Mata-leão. Da pegada das costas, braços ao redor do pescoço, sem precisar de kimono nenhum (em inglês chama-se rear-naked choke, o estrangulamento "pelado", por isso). O final mais famoso do esporte e o motivo de a pegada das costas ser a melhor posição do jiu-jitsu.

Estrangulamento cruzado. As lapelas do seu próprio kimono, cruzadas no seu pescoço e usadas contra você. Ser finalizado pela própria roupa é um rito de passagem; o meu primeiro está documentado no post do progresso, ambas as ocorrências.

Guilhotina. O estrangulamento frontal, com a cabeça presa. Famosa por pegar quem mergulha nas pernas com o queixo levantado, que é o motivo de os professores repetirem queixo para baixo.

Triângulo. Um estrangulamento feito das pernas de alguém, fechadas ao redor do seu pescoço e de um dos seus próprios braços.
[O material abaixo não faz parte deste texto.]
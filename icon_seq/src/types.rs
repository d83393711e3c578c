use std::fmt::{self, Display};

/// A 16 bit colour packed as RGB565 and stored with its two bytes swapped.
///
/// The swap gives the little-endian byte order the display driver reads
/// straight out of flash.
#[derive(Debug, Clone, Copy, PartialEq, Eq, Default)]
pub struct Rgb565(u16);

impl Rgb565 {
    pub const BLACK: Self = Self(0);

    /// Quantizes 8 bit channels to 5/6/5 bits and swaps the bytes.
    pub fn from_rgb(r: u8, g: u8, b: u8) -> Self {
        let r5 = (r >> 3) as u16 & 0x1F;
        let g6 = (g >> 2) as u16 & 0x3F;
        let b5 = (b >> 3) as u16 & 0x1F;

        let packed = (r5 << 11) | (g6 << 5) | b5;

        Self(packed.swap_bytes())
    }

    /// Fully transparent pixels take `fill` instead of whatever colour the decoder left behind.
    pub fn from_rgba(pixel: [u8; 4], fill: [u8; 3]) -> Self {
        let [r, g, b, a] = pixel;

        if a == 0 {
            Self::from_rgb(fill[0], fill[1], fill[2])
        } else {
            Self::from_rgb(r, g, b)
        }
    }

    /// Value as it is written out, bytes already swapped.
    pub fn swapped(&self) -> u16 {
        self.0
    }

    /// Plain RGB565 value before the byte swap.
    pub fn packed(&self) -> u16 {
        self.0.swap_bytes()
    }

    /// Wraps a value that is already in the swapped layout, e.g. one read back from a header.
    pub fn from_swapped(value: u16) -> Self {
        Self(value)
    }
}

impl Display for Rgb565 {
    fn fmt(&self, f: &mut fmt::Formatter<'_>) -> fmt::Result {
        write!(f, "0x{:04X}", self.0)
    }
}

/// Replaces `.` so the name can be used inside a C identifier.
pub fn sanitize_symbol(name: &str) -> String {
    name.replace('.', "_")
}

/// One icon worth of frames plus the descriptor that tells the firmware how to slice them.
#[derive(Debug, Clone)]
pub struct IconSequence {
    /// Already sanitized.
    pub symbol: String,
    pub width: u16,
    pub height: u16,
    pub frame_count: u16,
    /// Frame-major, then row-major.
    pub pixels: Vec<Rgb565>,
}

impl IconSequence {
    pub fn new(
        symbol: impl AsRef<str>,
        width: u16,
        height: u16,
        frame_count: u16,
        pixels: Vec<Rgb565>,
    ) -> Self {
        Self {
            symbol: sanitize_symbol(symbol.as_ref()),
            width,
            height,
            frame_count,
            pixels,
        }
    }

    /// Name of the `IconSequence` descriptor.
    pub fn identifier(&self) -> String {
        format!("icon_{}", self.symbol)
    }

    /// Name of the flat pixel array.
    pub fn bitmaps_identifier(&self) -> String {
        format!("icon_{}_bitmaps", self.symbol)
    }

    pub fn frame_len(&self) -> usize {
        self.width as usize * self.height as usize
    }

    pub fn frame(&self, index: usize) -> Option<&[Rgb565]> {
        let len = self.frame_len();
        self.pixels.get(index * len..(index + 1) * len)
    }
}

/// What [`crate::parse_header`] finds in an existing artifact.
#[derive(Debug, Default)]
pub struct ParsedHeader {
    /// The `IconSequence` typedef is present.
    pub declares_type: bool,
    pub icons: Vec<ParsedIcon>,
}

#[derive(Debug, PartialEq, Eq)]
pub struct ParsedIcon {
    pub symbol: String,
    pub pixels: Vec<u16>,
    pub width: u16,
    pub height: u16,
    pub frame_count: u16,
}
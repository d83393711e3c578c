pub mod gif2header;
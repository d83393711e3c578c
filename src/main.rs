use std::process::ExitCode;

use gif2header::config::parse_builtin_config;

fn run() -> eyre::Result<()> {
    let config = parse_builtin_config()?;
    let run_dir = std::env::current_dir()?;

    config.run(&run_dir)?;

    Ok(())
}

fn main() -> ExitCode {
    // Log to stderr, `RUST_LOG=debug` for more.
    env_logger::Builder::from_env(env_logger::Env::default().default_filter_or("info")).init();

    let err_exit = ExitCode::from(1);
    let ok_exit = ExitCode::from(0);

    match run() {
        Ok(_) => ok_exit,
        Err(err) => {
            log::error!("{:?}", err);
            err_exit
        }
    }
}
Geometria como arma; o nome descreve a forma que o seu apuro desenha.

Arco e flecha. Um estrangulamento de gola a partir das costas em que quem finaliza termina no formato de um arqueiro. Está entre os estrangulamentos mais fortes do kimono, e é estranhamente elegante de assistir da parede.

Chaves de braço, a família com os avisos mais educados

Armlock. As duas pernas e o corpo inteiro do outro contra o seu único cotovelo, alavancado até esticar. Chega devagar o bastante para você bater, que é o sistema inteiro funcionando como projetado.
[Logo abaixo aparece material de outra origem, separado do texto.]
//! Converts animated icons into RGB565 arrays inside a C header.
pub mod config;
pub mod modules;
pub mod utils;
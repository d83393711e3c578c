pub static DEFAULT_ICON_SIZE: u32 = 8;
pub static DEFAULT_HEADER_NAME: &str = "Icons.h";
pub static DEFAULT_ICONS_DIR: &str = "icons";
pub static DEFAULT_ICON_EXTENSION: &str = "gif";

pub static TRANSPARENT_FILL_BLACK: [u8; 3] = [0, 0, 0];
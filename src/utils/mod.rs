pub mod constants;
pub mod img_stuffs;
pub mod misc;
use std::path::PathBuf;

#[derive(Debug, thiserror::Error)]
pub enum IconSeqError {
    #[error("Cannot parse header: {message}")]
    Parse { message: String },
    #[error("Cannot access header `{path}`: {source}")]
    IOError {
        #[source]
        source: std::io::Error,
        path: PathBuf,
    },
}

impl IconSeqError {
    pub fn to_result<T>(self) -> Result<T, Self> {
        Err(self)
    }
}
Kimura. Uma chave de ombro com o punho preso numa pegada em figura quatro, batizada em homenagem ao judoca Masahiko Kimura, que a usou para vencer Hélio Gracie em 1951. Você vai ouvir esse nome mais do que qualquer outro desta lista.

Americana. A imagem espelhada da kimura, atacando o ombro na direção oposta, geralmente de quem está por cima. Em inglês também chamam de keylock.

Omoplata. Uma chave de ombro aplicada com as pernas, a partir da guarda. O nome, desta vez, nem precisa de tradução: é a escápula mesmo, e a posição parece impossível nas primeiras doze vezes que você a vê.

Ataques de perna, a família sobre a qual a sua academia tem regras

Chave de pé reta. O ataque de perna que a maioria das academias libera cedo, a famosa botinha.

Chave de calcanhar. A que a maioria das academias proíbe até as faixas altas (em inglês, heel hook), porque ataca o joelho com pouquíssimo aviso entre apertado e lesionado. Regras de academia sobre chaves de perna variam mais do que regras sobre qualquer outra coisa: aprenda as suas na primeira semana, a lição das regras silenciosas do post da etiqueta na sua forma mais afiada.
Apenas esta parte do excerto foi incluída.